While Rautenkron told his story, his features acquired an uncanny expression of glee. I must admit that I did not begrudge the sharper the beating he had received; and besides that, the recital had engaged my attention, and thus had relieved me from the sad thoughts which had before that filled my mind.

It was already dusk when the wagon arrived. It halted. My wife said to the girl who was sitting at her side, "This is father. Speak to him."

"I hope you are well, father!" exclaimed the girl.

I heard Rautenkron beside me muttering angrily. His words, however, were unintelligible. Without saying more he hurried off into the forest.

"What ails the misanthrope now?" said my wife. "But why need that trouble us? My child, you had better get out here and follow with father."

I helped the child to alight. She seemed loth to obey.

CHAPTER VIII

I was obliged to halt. I felt as if trying to drag a heavily laden wagon up the hill.

But let me proceed. I have many a steep path yet to climb.

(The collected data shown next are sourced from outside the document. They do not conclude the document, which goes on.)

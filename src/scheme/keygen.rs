// Copyright 2021 Nym Technologies SA
//
// Licensed under the Apache License, Version 2.0 (the "License");
// you may not use this file except in compliance with the License.
// You may obtain a copy of the License at
//
//     http://www.apache.org/licenses/LICENSE-2.0
//
// Unless required by applicable law or agreed to in writing, software
// distributed under the License is distributed on an "AS IS" BASIS,
// WITHOUT WARRANTIES OR CONDITIONS OF ANY KIND, either express or implied.
// See the License for the specific language governing permissions and
// limitations under the License.

use crate::error::{Error, ErrorKind, Result};
use crate::scheme::setup::Parameters;
use crate::traits::{Base58, Bytable};
use crate::utils::{scalar_to_be_bytes, try_deserialize_g2_projective, try_deserialize_scalar};
use bls12_381::{G2Projective, Scalar};
use ff::Field;
use group::Curve;
use rand_core::{CryptoRng, RngCore};
use zeroize::Zeroize;

/// Issuer signing key. Held by the issuer only; zeroed on drop.
#[derive(Debug, Clone, PartialEq, Eq, Zeroize)]
pub struct SecretKey {
    pub(crate) x: Scalar,
}

impl Drop for SecretKey {
    fn drop(&mut self) {
        self.zeroize();
    }
}

impl SecretKey {
    pub fn verification_key<R>(&self, params: &Parameters<R>) -> VerificationKey {
        VerificationKey {
            x2: params.gen2() * self.x,
        }
    }

    /// Fixed-width big-endian encoding of the signing scalar.
    pub fn to_bytes(&self) -> [u8; 32] {
        scalar_to_be_bytes(&self.x)
    }

    pub fn from_bytes(bytes: &[u8; 32]) -> Result<SecretKey> {
        let x = try_deserialize_scalar(bytes, "failed to deserialize the secret key scalar")?;
        if bool::from(x.is_zero()) {
            return Err(Error::new(
                ErrorKind::Deserialization,
                "the secret key scalar cannot be zero",
            ));
        }
        Ok(SecretKey { x })
    }
}

/// Issuer verification key `X2 = x * g2`.
#[derive(Debug, Clone, PartialEq, Eq)]
pub struct VerificationKey {
    pub(crate) x2: G2Projective,
}

impl VerificationKey {
    pub fn to_bytes(&self) -> [u8; 96] {
        self.x2.to_affine().to_compressed()
    }

    pub fn from_bytes(bytes: &[u8; 96]) -> Result<VerificationKey> {
        let x2 = try_deserialize_g2_projective(bytes, "failed to deserialize the verification key")?;
        Ok(VerificationKey { x2 })
    }
}

pub struct KeyPair {
    pub secret_key: SecretKey,
    pub verification_key: VerificationKey,
}

/// Generate an issuer keypair `(x, x * g2)` for the provided parameters.
pub fn keygen<R: RngCore + CryptoRng>(params: &mut Parameters<R>) -> Result<KeyPair> {
    let x = params.random_scalar_nonzero()?;
    let secret_key = SecretKey { x };
    let verification_key = secret_key.verification_key(params);

    Ok(KeyPair {
        secret_key,
        verification_key,
    })
}

impl Bytable for SecretKey {
    fn to_byte_vec(&self) -> Vec<u8> {
        self.to_bytes().to_vec()
    }

    fn try_from_byte_slice(slice: &[u8]) -> Result<Self> {
        let bytes = slice.try_into().map_err(|_| {
            Error::new(
                ErrorKind::Deserialization,
                "tried to deserialize a secret key with an invalid number of bytes",
            )
        })?;
        SecretKey::from_bytes(&bytes)
    }
}

impl Base58 for SecretKey {}

impl Bytable for VerificationKey {
    fn to_byte_vec(&self) -> Vec<u8> {
        self.to_bytes().to_vec()
    }

    fn try_from_byte_slice(slice: &[u8]) -> Result<Self> {
        let bytes = slice.try_into().map_err(|_| {
            Error::new(
                ErrorKind::Deserialization,
                "tried to deserialize a verification key with an invalid number of bytes",
            )
        })?;
        VerificationKey::from_bytes(&bytes)
    }
}

impl Base58 for VerificationKey {}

I stood with the girl on the highway. I extended my hand and uttered a few words of welcome, but they did not come from the heart. Our wayward son had imposed a great burden on us. The young maiden appeared to pay no attention to what I was saying, but looked about in every direction. As it was dusk, I could not see her distinctly. I could perceive, however, that she was a powerful creature. She did not regulate her step by mine, but I was forced to keep step with her unless I wished to be left behind.

"What dog is this running after us?" said I.

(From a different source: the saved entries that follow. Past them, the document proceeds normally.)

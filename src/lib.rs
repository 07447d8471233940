// Copyright 2021 Nym Technologies SA
//
// Licensed under the Apache License, Version 2.0 (the "License");
// you may not use this file except in compliance with the License.
// You may obtain a copy of the License at
//
//     http://www.apache.org/licenses/LICENSE-2.0
//
// Unless required by applicable law or agreed to in writing, software
// distributed under the License is distributed on an "AS IS" BASIS,
// WITHOUT WARRANTIES OR CONDITIONS OF ANY KIND, either express or implied.
// See the License for the specific language governing permissions and
// limitations under the License.

use sha3::Sha3_384;

pub mod error;
mod impls;
pub mod proofs;
pub mod scheme;
pub mod traits;
pub mod utils;

/// Raw attribute bytes as supplied by the holder. Index positions are
/// significant and must be preserved across issuance and presentation.
pub type Attribute = Vec<u8>;

// reason for sha3 384 is for the 48 bytes output matching a compressed
// G1 encoding, which the increment-and-check hashing relies on
pub(crate) type G1HashDigest = Sha3_384;

pub use error::{Error, ErrorKind, Result};
pub use scheme::issuance::{issue, Signature};
pub use scheme::keygen::{keygen, KeyPair, SecretKey, VerificationKey};
pub use scheme::presentation::{present, Presentation};
pub use scheme::setup::{setup, Parameters};
pub use scheme::verification::{verify_presentation, verify_signature};
pub use traits::{Base58, Bytable};
// Copyright 2021 Nym Technologies SA
//
// Licensed under the Apache License, Version 2.0 (the "License");
// you may not use this file except in compliance with the License.
// You may obtain a copy of the License at
//
//     http://www.apache.org/licenses/LICENSE-2.0
//
// Unless required by applicable law or agreed to in writing, software
// distributed under the License is distributed on an "AS IS" BASIS,
// WITHOUT WARRANTIES OR CONDITIONS OF ANY KIND, either express or implied.
// See the License for the specific language governing permissions and
// limitations under the License.

use crate::error::{Error, ErrorKind, Result};
use crate::utils::hash_g1;
use bls12_381::{G1Affine, G2Affine, G2Prepared, Scalar};
use ff::Field;
use group::Curve;
use rand_core::{CryptoRng, RngCore};

/// Public parameters of the credential system: the standard generators
/// of G1 and G2 plus one independent G1 generator per attribute slot.
/// The parameters own the rng used by all subsequent protocol
/// operations; every operation is otherwise a pure function of its
/// inputs.
pub struct Parameters<R> {
    g1: G1Affine,
    hs: Vec<G1Affine>,
    g2: G2Affine,
    _g2_prepared_miller: G2Prepared,
    rng: R,
}

impl<R> std::fmt::Debug for Parameters<R> {
    fn fmt(&self, f: &mut std::fmt::Formatter<'_>) -> std::fmt::Result {
        f.debug_struct("Parameters")
            .field("g1", &self.g1)
            .field("hs", &self.hs)
            .field("g2", &self.g2)
            .finish_non_exhaustive()
    }
}

impl<R> Parameters<R> {
    /// Creates parameters supporting `num_attributes` attribute slots.
    ///
    /// Each h1 generator is obtained by hashing 48 fresh random bytes
    /// onto G1, so no discrete-log relation among the generators (or to
    /// g1) is known to anyone, the issuer included.
    pub fn new(mut rng: R, num_attributes: u32) -> Result<Parameters<R>>
    where
        R: RngCore + CryptoRng,
    {
        if num_attributes == 0 {
            return Err(Error::new(
                ErrorKind::InvalidParameter,
                "tried to setup the scheme for 0 attributes",
            ));
        }

        let mut hs = Vec::with_capacity(num_attributes as usize);
        for _ in 0..num_attributes {
            let mut seed = [0u8; 48];
            rng.try_fill_bytes(&mut seed)
                .map_err(|err| Error::new(ErrorKind::Randomness, err.to_string()))?;
            hs.push(hash_g1(seed).to_affine());
        }

        Ok(Parameters {
            g1: G1Affine::generator(),
            hs,
            g2: G2Affine::generator(),
            _g2_prepared_miller: G2Prepared::from(G2Affine::generator()),
            rng,
        })
    }

    pub(crate) fn gen1(&self) -> &G1Affine {
        &self.g1
    }

    pub(crate) fn gen2(&self) -> &G2Affine {
        &self.g2
    }

    pub(crate) fn prepared_miller_g2(&self) -> &G2Prepared {
        &self._g2_prepared_miller
    }

    /// The independent per-attribute generators h1[0..l).
    pub fn gen_hs(&self) -> &[G1Affine] {
        &self.hs
    }

    /// Number of attribute slots these parameters support.
    pub fn num_attributes(&self) -> usize {
        self.hs.len()
    }

    pub(crate) fn random_scalar(&mut self) -> Result<Scalar>
    where
        R: RngCore + CryptoRng,
    {
        // sample 64 uniform bytes and wide-reduce so the result carries
        // no modular bias; try_fill_bytes surfaces rng failures instead
        // of panicking mid-protocol
        let mut bytes = [0u8; 64];
        self.rng
            .try_fill_bytes(&mut bytes)
            .map_err(|err| Error::new(ErrorKind::Randomness, err.to_string()))?;
        Ok(Scalar::from_bytes_wide(&bytes))
    }

    pub(crate) fn random_scalar_nonzero(&mut self) -> Result<Scalar>
    where
        R: RngCore + CryptoRng,
    {
        loop {
            let candidate = self.random_scalar()?;
            if !bool::from(candidate.is_zero()) {
                return Ok(candidate);
            }
        }
    }

    pub(crate) fn n_random_scalars(&mut self, n: usize) -> Result<Vec<Scalar>>
    where
        R: RngCore + CryptoRng,
    {
        (0..n).map(|_| self.random_scalar()).collect()
    }
}

/// Convenience wrapper around [`Parameters::new`].
pub fn setup<R: RngCore + CryptoRng>(rng: R, num_attributes: u32) -> Result<Parameters<R>> {
    Parameters::new(rng, num_attributes)
}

"It is my dog. Isn't it so, Pincher? Aren't you my dog?"

The dog answered with a bark, and kept running back and forth, now up the road and now down. When she whistled to him, in huntsman's style, he obeyed.

"Master," asked she, without resting a moment while speaking, "and does all as far as the eye can reach belong to you?"

"Why do you inquire?"

"Why? because I want to know. It must be jolly here in the daytime."

"Indeed it is."

"Is that the graveyard where I see the crosses and the white stones?"

"Yes."

"Can it be seen from your house?"

"It can."

"Too bad! that will never do. I can't bear to look out of the window. I can't stay there, I won't stay; you must take away that graveyard; how can one laugh or sing with that constantly before one's eyes? Or how could I eat or drink? I once found a dead man in the forest. He had been lying there ever so long, and was quite eaten away. I can't bear to have Death always staring me in the face. I won't stay here."

I was obliged to stop. I felt so oppressed that I could not move from the spot.

The oxen that I had sold the day before were just being led down the hill. When Martella saw them she cried out, "Oh what splendid beasts! are they yours?"

"They are no longer mine. I sold them yesterday, and they are to be led to France."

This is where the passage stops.